-- INPUT FOR THIS TASK --
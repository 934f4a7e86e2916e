//! Configuration validation.
//!
//! # Responsibilities
//! - Semantic validation (serde handles syntactic)
//! - Validate value ranges (limits and windows > 0, addresses parse)
//! - Listener and upstream take `host:port` (names resolve at bind/connect
//!   time), the metrics listener needs a literal socket address
//! - Check that the security header table can be built
//!
//! # Design Decisions
//! - Returns all validation errors, not just first
//! - Validation is pure function: GatewayConfig → Result<(), Vec<ValidationError>>
//! - Runs before config is accepted into the system

use std::net::SocketAddr;
use std::str::FromStr;

use axum::http::uri::Authority;
use thiserror::Error;

use crate::config::schema::GatewayConfig;
use crate::security::SecurityHeaders;

/// A single semantic problem with a configuration.
#[derive(Debug, Clone, PartialEq, Eq, Error)]
pub enum ValidationError {
    #[error("{field} must be greater than zero")]
    Zero { field: String },

    #[error("{field} is not a valid socket address: {value}")]
    InvalidAddress { field: String, value: String },

    #[error("{field} must be host:port: {value}")]
    InvalidHostPort { field: String, value: String },

    #[error("{field} must start with '/': {value}")]
    InvalidPathPrefix { field: String, value: String },

    #[error("auth.provider_url is required when auth is enabled")]
    MissingProviderUrl,

    #[error("auth.provider_url is not a valid URL: {0}")]
    InvalidProviderUrl(String),

    #[error("security.connect_sources produce an invalid Content-Security-Policy header")]
    InvalidConnectSources,
}

pub fn validate_config(config: &GatewayConfig) -> Result<(), Vec<ValidationError>> {
    let mut errors = Vec::new();

    check_host_port(&mut errors, "listener.bind_address", &config.listener.bind_address);
    check_host_port(&mut errors, "upstream.address", &config.upstream.address);
    if config.observability.metrics_enabled {
        check_address(
            &mut errors,
            "observability.metrics_address",
            &config.observability.metrics_address,
        );
    }

    if config.upstream.request_timeout_secs == 0 {
        errors.push(zero("upstream.request_timeout_secs"));
    }

    let rate_limit = &config.rate_limit;
    if rate_limit.limit == 0 {
        errors.push(zero("rate_limit.limit"));
    }
    if rate_limit.window_ms == 0 {
        errors.push(zero("rate_limit.window_ms"));
    }
    for (i, path) in rate_limit.exempt_paths.iter().enumerate() {
        check_prefix(&mut errors, &format!("rate_limit.exempt_paths[{i}]"), path);
    }
    for (i, route) in rate_limit.routes.iter().enumerate() {
        check_prefix(
            &mut errors,
            &format!("rate_limit.routes[{i}].path_prefix"),
            &route.path_prefix,
        );
        if route.limit == 0 {
            errors.push(zero(&format!("rate_limit.routes[{i}].limit")));
        }
        if route.window_ms == 0 {
            errors.push(zero(&format!("rate_limit.routes[{i}].window_ms")));
        }
    }

    if config.security.enable_headers
        && SecurityHeaders::new(config.security.is_development, &config.security.connect_sources)
            .is_err()
    {
        errors.push(ValidationError::InvalidConnectSources);
    }

    let auth = &config.auth;
    if auth.enabled {
        if auth.provider_url.is_empty() {
            errors.push(ValidationError::MissingProviderUrl);
        } else if url::Url::parse(&auth.provider_url).is_err() {
            errors.push(ValidationError::InvalidProviderUrl(auth.provider_url.clone()));
        }
        if auth.request_timeout_secs == 0 {
            errors.push(zero("auth.request_timeout_secs"));
        }
        check_prefix(&mut errors, "auth.login_path", &auth.login_path);
        check_prefix(&mut errors, "auth.forbidden_redirect", &auth.forbidden_redirect);
        for (i, rule) in auth.rules.iter().enumerate() {
            check_prefix(
                &mut errors,
                &format!("auth.rules[{i}].path_prefix"),
                &rule.path_prefix,
            );
        }
    }

    if errors.is_empty() {
        Ok(())
    } else {
        Err(errors)
    }
}

fn zero(field: &str) -> ValidationError {
    ValidationError::Zero {
        field: field.to_string(),
    }
}

fn check_address(errors: &mut Vec<ValidationError>, field: &str, value: &str) {
    if value.parse::<SocketAddr>().is_err() {
        errors.push(ValidationError::InvalidAddress {
            field: field.to_string(),
            value: value.to_string(),
        });
    }
}

fn check_host_port(errors: &mut Vec<ValidationError>, field: &str, value: &str) {
    let valid = Authority::from_str(value)
        .map(|a| !a.host().is_empty() && a.port_u16().is_some() && !a.as_str().contains('@'))
        .unwrap_or(false);
    if !valid {
        errors.push(ValidationError::InvalidHostPort {
            field: field.to_string(),
            value: value.to_string(),
        });
    }
}

fn check_prefix(errors: &mut Vec<ValidationError>, field: &str, value: &str) {
    if !value.starts_with('/') {
        errors.push(ValidationError::InvalidPathPrefix {
            field: field.to_string(),
            value: value.to_string(),
        });
    }
}
//! Referral gateway binary.
//!
//! ```text
//!     Client ──▶ request id ──▶ security headers ──▶ rate limit ──▶ route guard ──▶ upstream app
//!                                                                        │
//!                                                                        ▼
//!                                                                 hosted auth service
//! ```

use std::net::SocketAddr;
use std::path::PathBuf;

use clap::Parser;
use tokio::net::TcpListener;

use referral_gateway::config::{load_config, load_from_env};
use referral_gateway::lifecycle::{spawn_signal_handler, Shutdown};
use referral_gateway::observability::{logging, metrics};
use referral_gateway::GatewayServer;

#[derive(Parser, Debug)]
#[command(name = "referral-gateway")]
#[command(about = "Rate limiting and route guard gateway for the referral web app")]
struct Args {
    /// Path to a TOML config file. Defaults plus environment when omitted.
    #[arg(short, long, env = "GATEWAY_CONFIG")]
    config: Option<PathBuf>,

    /// Override the listener bind address.
    #[arg(short, long)]
    bind: Option<String>,
}

#[tokio::main]
async fn main() -> Result<(), Box<dyn std::error::Error>> {
    let args = Args::parse();

    let mut config = match &args.config {
        Some(path) => load_config(path)?,
        None => load_from_env()?,
    };
    if let Some(bind) = args.bind {
        config.listener.bind_address = bind;
    }

    logging::init_logging(
        &config.observability.log_level,
        config.security.is_development,
    );
    tracing::info!(version = env!("CARGO_PKG_VERSION"), "referral-gateway starting");
    tracing::info!(
        bind_address = %config.listener.bind_address,
        upstream = %config.upstream.address,
        limit = config.rate_limit.limit,
        window_ms = config.rate_limit.window_ms,
        is_development = config.security.is_development,
        "Configuration loaded"
    );

    if config.observability.metrics_enabled {
        match config.observability.metrics_address.parse::<SocketAddr>() {
            Ok(addr) => metrics::init_metrics(addr),
            Err(e) => tracing::error!(
                metrics_address = %config.observability.metrics_address,
                error = %e,
                "Failed to parse metrics address"
            ),
        }
    }

    let listener = TcpListener::bind(&config.listener.bind_address).await?;
    tracing::info!(address = %listener.local_addr()?, "Listening for connections");

    let shutdown = Shutdown::new();
    spawn_signal_handler(shutdown.clone());

    let server = GatewayServer::new(config)?;
    server.run(listener, shutdown.subscribe()).await?;

    tracing::info!("Shutdown complete");
    Ok(())
}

-- EXERCISE DETAILS --
The listing above is to be copied exactly, in full.

-- RESPONSE FOR THIS EXERCISE --
repository 934f4a7e86e2916e
//! Configuration validation.
//!
//! # Responsibilities
//! - Semantic validation (serde handles syntactic)
//! - Validate value ranges (limits and windows > 0, addresses parse)
//! - Listener and upstream take `host:port` (names resolve at bind/connect
//!   time), the metrics listener needs a literal socket address
//! - Check that the security header table can be built
//!
//! # Design Decisions
//! - Returns all validation errors, not just first
//! - Validation is pure function: GatewayConfig → Result<(), Vec<ValidationError>>
//! - Runs before config is accepted into the system

use std::net::SocketAddr;
use std::str::FromStr;

use axum::http::uri::Authority;
use thiserror::Error;

use crate::config::schema::GatewayConfig;
use crate::security::SecurityHeaders;

/// A single semantic problem with a configuration.
#[derive(Debug, Clone, PartialEq, Eq, Error)]
pub enum ValidationError {
    #[error("{field} must be greater than zero")]
    Zero { field: String },

    #[error("{field} is not a valid socket address: {value}")]
    InvalidAddress { field: String, value: String },

    #[error("{field} must be host:port: {value}")]
    InvalidHostPort { field: String, value: String },

    #[error("{field} must start with '/': {value}")]
    InvalidPathPrefix { field: String, value: String },

    #[error("auth.provider_url is required when auth is enabled")]
    MissingProviderUrl,

    #[error("auth.provider_url is not a valid URL: {0}")]
    InvalidProviderUrl(String),

    #[error("security.connect_sources produce an invalid Content-Security-Policy header")]
    InvalidConnectSources,
}

pub fn validate_config(config: &GatewayConfig) -> Result<(), Vec<ValidationError>> {
    let mut errors = Vec::new();

    check_host_port(&mut errors, "listener.bind_address", &config.listener.bind_address);
    check_host_port(&mut errors, "upstream.address", &config.upstream.address);
    if config.observability.metrics_enabled {
        check_address(
            &mut errors,
            "observability.metrics_address",
            &config.observability.metrics_address,
        );
    }

    if config.upstream.request_timeout_secs == 0 {
        errors.push(zero("upstream.request_timeout_secs"));
    }

    let rate_limit = &config.rate_limit;
    if rate_limit.limit == 0 {
        errors.push(zero("rate_limit.limit"));
    }
    if rate_limit.window_ms == 0 {
        errors.push(zero("rate_limit.window_ms"));
    }
    for (i, path) in rate_limit.exempt_paths.iter().enumerate() {
        check_prefix(&mut errors, &format!("rate_limit.exempt_paths[{i}]"), path);
    }
    for (i, route) in rate_limit.routes.iter().enumerate() {
        check_prefix(
            &mut errors,
            &format!("rate_limit.routes[{i}].path_prefix"),
            &route.path_prefix,
        );
        if route.limit == 0 {
            errors.push(zero(&format!("rate_limit.routes[{i}].limit")));
        }
        if route.window_ms == 0 {
            errors.push(zero(&format!("rate_limit.routes[{i}].window_ms")));
        }
    }

    if config.security.enable_headers
        && SecurityHeaders::new(config.security.is_development, &config.security.connect_sources)
            .is_err()
    {
        errors.push(ValidationError::InvalidConnectSources);
    }

    let auth = &config.auth;
    if auth.enabled {
        if auth.provider_url.is_empty() {
            errors.push(ValidationError::MissingProviderUrl);
        } else if url::Url::parse(&auth.provider_url).is_err() {
            errors.push(ValidationError::InvalidProviderUrl(auth.provider_url.clone()));
        }
        if auth.request_timeout_secs == 0 {
            errors.push(zero("auth.request_timeout_secs"));
        }
        check_prefix(&mut errors, "auth.login_path", &auth.login_path);
        check_prefix(&mut errors, "auth.forbidden_redirect", &auth.forbidden_redirect);
        for (i, rule) in auth.rules.iter().enumerate() {
            check_prefix(
                &mut errors,
                &format!("auth.rules[{i}].path_prefix"),
                &rule.path_prefix,
            );
        }
    }

    if errors.is_empty() {
        Ok(())
    } else {
        Err(errors)
    }
}

fn zero(field: &str) -> ValidationError {
    ValidationError::Zero {
        field: field.to_string(),
    }
}

fn check_address(errors: &mut Vec<ValidationError>, field: &str, value: &str) {
    if value.parse::<SocketAddr>().is_err() {
        errors.push(ValidationError::InvalidAddress {
            field: field.to_string(),
            value: value.to_string(),
        });
    }
}

fn check_host_port(errors: &mut Vec<ValidationError>, field: &str, value: &str) {
    let valid = Authority::from_str(value)
        .map(|a| !a.host().is_empty() && a.port_u16().is_some() && !a.as_str().contains('@'))
        .unwrap_or(false);
    if !valid {
        errors.push(ValidationError::InvalidHostPort {
            field: field.to_string(),
            value: value.to_string(),
        });
    }
}

fn check_prefix(errors: &mut Vec<ValidationError>, field: &str, value: &str) {
    if !value.starts_with('/') {
        errors.push(ValidationError::InvalidPathPrefix {
            field: field.to_string(),
            value: value.to_string(),
        });
    }
}
//! Referral gateway binary.
//!
//! ```text
//!     Client ──▶ request id ──▶ security headers ──▶ rate limit ──▶ route guard ──▶ upstream app
//!                                                                        │
//!                                                                        ▼
//!                                                                 hosted auth service
//! ```

use std::net::SocketAddr;
use std::path::PathBuf;

use clap::Parser;
use tokio::net::TcpListener;

use referral_gateway::config::{load_config, load_from_env};
use referral_gateway::lifecycle::{spawn_signal_handler, Shutdown};
use referral_gateway::observability::{logging, metrics};
use referral_gateway::GatewayServer;

#[derive(Parser, Debug)]
#[command(name = "referral-gateway")]
#[command(about = "Rate limiting and route guard gateway for the referral web app")]
struct Args {
    /// Path to a TOML config file. Defaults plus environment when omitted.
    #[arg(short, long, env = "GATEWAY_CONFIG")]
    config: Option<PathBuf>,

    /// Override the listener bind address.
    #[arg(short, long)]
    bind: Option<String>,
}

#[tokio::main]
async fn main() -> Result<(), Box<dyn std::error::Error>> {
    let args = Args::parse();

    let mut config = match &args.config {
        Some(path) => load_config(path)?,
        None => load_from_env()?,
    };
    if let Some(bind) = args.bind {
        config.listener.bind_address = bind;
    }

    logging::init_logging(
        &config.observability.log_level,
        config.security.is_development,
    );
    tracing::info!(version = env!("CARGO_PKG_VERSION"), "referral-gateway starting");
    tracing::info!(
        bind_address = %config.listener.bind_address,
        upstream = %config.upstream.address,
        limit = config.rate_limit.limit,
        window_ms = config.rate_limit.window_ms,
        is_development = config.security.is_development,
        "Configuration loaded"
    );

    if config.observability.metrics_enabled {
        match config.observability.metrics_address.parse::<SocketAddr>() {
            Ok(addr) => metrics::init_metrics(addr),
            Err(e) => tracing::error!(
                metrics_address = %config.observability.metrics_address,
                error = %e,
                "Failed to parse metrics address"
            ),
        }
    }

    let listener = TcpListener::bind(&config.listener.bind_address).await?;
    tracing::info!(address = %listener.local_addr()?, "Listening for connections");

    let shutdown = Shutdown::new();
    spawn_signal_handler(shutdown.clone());

    let server = GatewayServer::new(config)?;
    server.run(listener, shutdown.subscribe()).await?;

    tracing::info!("Shutdown complete");
    Ok(())
}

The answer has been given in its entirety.